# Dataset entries
┄┄┄┄┄┄┄┄┄┄┄┄┄┄┄┄┄┄┄┄

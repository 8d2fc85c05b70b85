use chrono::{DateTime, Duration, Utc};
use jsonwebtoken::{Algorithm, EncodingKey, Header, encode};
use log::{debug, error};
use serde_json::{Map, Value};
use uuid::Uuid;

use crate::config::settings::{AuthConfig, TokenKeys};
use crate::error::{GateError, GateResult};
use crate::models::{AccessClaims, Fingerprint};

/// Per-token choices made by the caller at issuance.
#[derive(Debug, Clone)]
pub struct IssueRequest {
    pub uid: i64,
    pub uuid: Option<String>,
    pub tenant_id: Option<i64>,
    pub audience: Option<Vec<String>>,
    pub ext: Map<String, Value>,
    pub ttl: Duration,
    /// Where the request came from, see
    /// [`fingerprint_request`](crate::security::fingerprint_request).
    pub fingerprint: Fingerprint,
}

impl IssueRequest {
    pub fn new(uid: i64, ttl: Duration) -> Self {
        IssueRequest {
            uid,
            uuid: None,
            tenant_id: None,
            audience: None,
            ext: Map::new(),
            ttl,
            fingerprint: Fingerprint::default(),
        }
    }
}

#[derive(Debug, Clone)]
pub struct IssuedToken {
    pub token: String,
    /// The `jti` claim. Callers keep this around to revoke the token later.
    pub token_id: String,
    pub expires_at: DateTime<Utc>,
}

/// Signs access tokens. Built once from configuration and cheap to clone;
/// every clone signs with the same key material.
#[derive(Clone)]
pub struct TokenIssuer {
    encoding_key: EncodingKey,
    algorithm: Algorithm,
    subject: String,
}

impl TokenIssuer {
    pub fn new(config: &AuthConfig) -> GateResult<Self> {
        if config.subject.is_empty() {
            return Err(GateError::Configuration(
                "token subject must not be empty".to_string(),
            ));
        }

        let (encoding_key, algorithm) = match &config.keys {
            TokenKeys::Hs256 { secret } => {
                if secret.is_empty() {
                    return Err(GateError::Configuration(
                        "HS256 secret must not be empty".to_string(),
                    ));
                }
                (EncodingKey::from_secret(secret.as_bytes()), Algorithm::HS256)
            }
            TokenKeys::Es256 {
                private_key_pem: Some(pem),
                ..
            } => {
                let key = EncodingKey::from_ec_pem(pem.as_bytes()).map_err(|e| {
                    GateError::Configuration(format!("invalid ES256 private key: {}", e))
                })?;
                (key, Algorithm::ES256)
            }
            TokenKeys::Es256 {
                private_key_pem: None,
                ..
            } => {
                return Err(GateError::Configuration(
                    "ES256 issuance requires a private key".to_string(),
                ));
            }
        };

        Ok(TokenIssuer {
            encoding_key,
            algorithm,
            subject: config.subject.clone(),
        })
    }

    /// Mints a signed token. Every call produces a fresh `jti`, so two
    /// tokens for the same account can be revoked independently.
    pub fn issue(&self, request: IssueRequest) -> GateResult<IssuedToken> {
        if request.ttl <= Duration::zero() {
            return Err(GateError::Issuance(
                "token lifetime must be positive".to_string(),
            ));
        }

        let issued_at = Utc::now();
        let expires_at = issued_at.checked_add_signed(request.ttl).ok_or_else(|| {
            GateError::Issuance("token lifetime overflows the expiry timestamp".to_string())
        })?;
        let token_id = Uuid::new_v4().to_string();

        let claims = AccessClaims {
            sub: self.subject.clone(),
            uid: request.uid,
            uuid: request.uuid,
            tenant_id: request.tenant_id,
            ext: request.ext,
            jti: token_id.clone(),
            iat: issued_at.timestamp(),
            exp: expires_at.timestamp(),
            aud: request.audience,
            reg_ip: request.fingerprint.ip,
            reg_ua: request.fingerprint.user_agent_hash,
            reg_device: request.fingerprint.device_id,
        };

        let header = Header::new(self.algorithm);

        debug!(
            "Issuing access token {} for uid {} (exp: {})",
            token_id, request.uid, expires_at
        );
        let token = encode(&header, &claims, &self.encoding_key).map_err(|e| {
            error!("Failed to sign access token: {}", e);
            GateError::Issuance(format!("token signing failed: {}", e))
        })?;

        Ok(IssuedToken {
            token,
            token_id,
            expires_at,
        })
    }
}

┄┄┄┄┄┄┄┄┄┄┄┄┄┄┄┄┄┄┄┄

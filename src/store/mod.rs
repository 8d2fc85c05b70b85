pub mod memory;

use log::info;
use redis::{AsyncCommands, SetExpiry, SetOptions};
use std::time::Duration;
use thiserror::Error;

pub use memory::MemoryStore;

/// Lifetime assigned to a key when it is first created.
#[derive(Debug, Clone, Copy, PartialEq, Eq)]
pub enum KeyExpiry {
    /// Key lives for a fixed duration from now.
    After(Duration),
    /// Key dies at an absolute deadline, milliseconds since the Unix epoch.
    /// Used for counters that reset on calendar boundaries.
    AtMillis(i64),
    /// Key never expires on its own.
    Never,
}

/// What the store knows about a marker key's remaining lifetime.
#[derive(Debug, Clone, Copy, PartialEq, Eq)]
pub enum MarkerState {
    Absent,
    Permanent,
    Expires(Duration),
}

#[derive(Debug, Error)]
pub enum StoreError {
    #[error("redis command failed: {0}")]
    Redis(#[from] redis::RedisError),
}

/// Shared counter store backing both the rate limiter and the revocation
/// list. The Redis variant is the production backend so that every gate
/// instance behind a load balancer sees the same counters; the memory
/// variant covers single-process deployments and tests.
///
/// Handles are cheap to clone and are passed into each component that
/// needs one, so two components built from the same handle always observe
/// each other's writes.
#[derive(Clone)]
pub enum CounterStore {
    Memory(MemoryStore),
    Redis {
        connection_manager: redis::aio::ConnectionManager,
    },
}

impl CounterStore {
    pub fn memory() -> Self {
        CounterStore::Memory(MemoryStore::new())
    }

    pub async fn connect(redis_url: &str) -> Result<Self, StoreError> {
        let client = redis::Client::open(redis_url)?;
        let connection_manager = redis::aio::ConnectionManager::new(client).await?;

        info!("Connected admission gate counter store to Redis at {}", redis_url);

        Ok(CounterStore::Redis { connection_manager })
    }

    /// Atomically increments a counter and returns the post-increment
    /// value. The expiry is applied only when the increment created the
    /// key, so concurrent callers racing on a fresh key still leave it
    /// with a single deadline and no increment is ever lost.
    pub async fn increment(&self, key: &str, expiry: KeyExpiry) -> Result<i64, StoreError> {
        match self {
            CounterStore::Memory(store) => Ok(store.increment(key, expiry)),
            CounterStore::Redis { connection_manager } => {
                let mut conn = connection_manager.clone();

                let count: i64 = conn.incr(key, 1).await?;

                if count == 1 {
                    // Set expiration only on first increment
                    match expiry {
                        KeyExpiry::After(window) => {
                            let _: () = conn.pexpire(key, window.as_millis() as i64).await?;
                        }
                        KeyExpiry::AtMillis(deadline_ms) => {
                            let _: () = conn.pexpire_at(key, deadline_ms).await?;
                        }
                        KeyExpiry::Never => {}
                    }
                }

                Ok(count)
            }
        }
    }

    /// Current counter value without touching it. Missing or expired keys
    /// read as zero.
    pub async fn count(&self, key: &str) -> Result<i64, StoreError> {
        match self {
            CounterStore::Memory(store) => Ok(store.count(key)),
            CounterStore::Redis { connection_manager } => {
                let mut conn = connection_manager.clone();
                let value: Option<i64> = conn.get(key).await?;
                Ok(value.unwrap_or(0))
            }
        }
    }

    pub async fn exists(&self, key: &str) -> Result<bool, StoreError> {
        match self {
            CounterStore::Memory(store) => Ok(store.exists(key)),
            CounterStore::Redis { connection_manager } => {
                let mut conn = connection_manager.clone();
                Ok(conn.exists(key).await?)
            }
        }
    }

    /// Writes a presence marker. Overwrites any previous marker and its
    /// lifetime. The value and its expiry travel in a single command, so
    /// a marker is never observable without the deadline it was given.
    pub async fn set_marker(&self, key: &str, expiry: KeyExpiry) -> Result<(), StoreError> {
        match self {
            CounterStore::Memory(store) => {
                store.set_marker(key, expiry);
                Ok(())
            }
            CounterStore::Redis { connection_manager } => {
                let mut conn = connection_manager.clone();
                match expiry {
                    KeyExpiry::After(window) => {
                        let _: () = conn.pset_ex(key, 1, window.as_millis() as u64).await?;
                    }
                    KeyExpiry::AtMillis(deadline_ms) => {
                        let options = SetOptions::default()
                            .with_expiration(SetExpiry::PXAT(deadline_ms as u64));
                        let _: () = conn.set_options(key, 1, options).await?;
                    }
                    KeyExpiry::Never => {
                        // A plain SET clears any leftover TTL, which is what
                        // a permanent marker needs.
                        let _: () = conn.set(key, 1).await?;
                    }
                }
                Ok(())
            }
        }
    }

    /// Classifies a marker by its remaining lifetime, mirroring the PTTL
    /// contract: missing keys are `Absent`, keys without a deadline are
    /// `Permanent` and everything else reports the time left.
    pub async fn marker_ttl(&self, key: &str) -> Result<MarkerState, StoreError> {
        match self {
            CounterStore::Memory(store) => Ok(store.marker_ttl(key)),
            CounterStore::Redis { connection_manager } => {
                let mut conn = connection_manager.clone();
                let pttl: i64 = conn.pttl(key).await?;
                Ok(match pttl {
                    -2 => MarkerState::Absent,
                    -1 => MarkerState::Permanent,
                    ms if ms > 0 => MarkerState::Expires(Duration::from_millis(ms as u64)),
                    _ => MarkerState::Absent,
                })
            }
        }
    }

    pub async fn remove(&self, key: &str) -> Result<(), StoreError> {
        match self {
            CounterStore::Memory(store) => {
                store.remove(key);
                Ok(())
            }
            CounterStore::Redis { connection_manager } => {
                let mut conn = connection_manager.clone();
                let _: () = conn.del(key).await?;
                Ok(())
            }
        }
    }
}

┄┄┄┄┄┄┄┄┄┄┄┄┄┄┄┄┄┄┄┄

# PROBLEM REQUIREMENTS
Filter the records for the string "must" and copy every line that holds it.

# RESPONSE
                "token subject must not be empty".to_string(),
                        "HS256 secret must not be empty".to_string(),
                "token lifetime must be positive".to_string(),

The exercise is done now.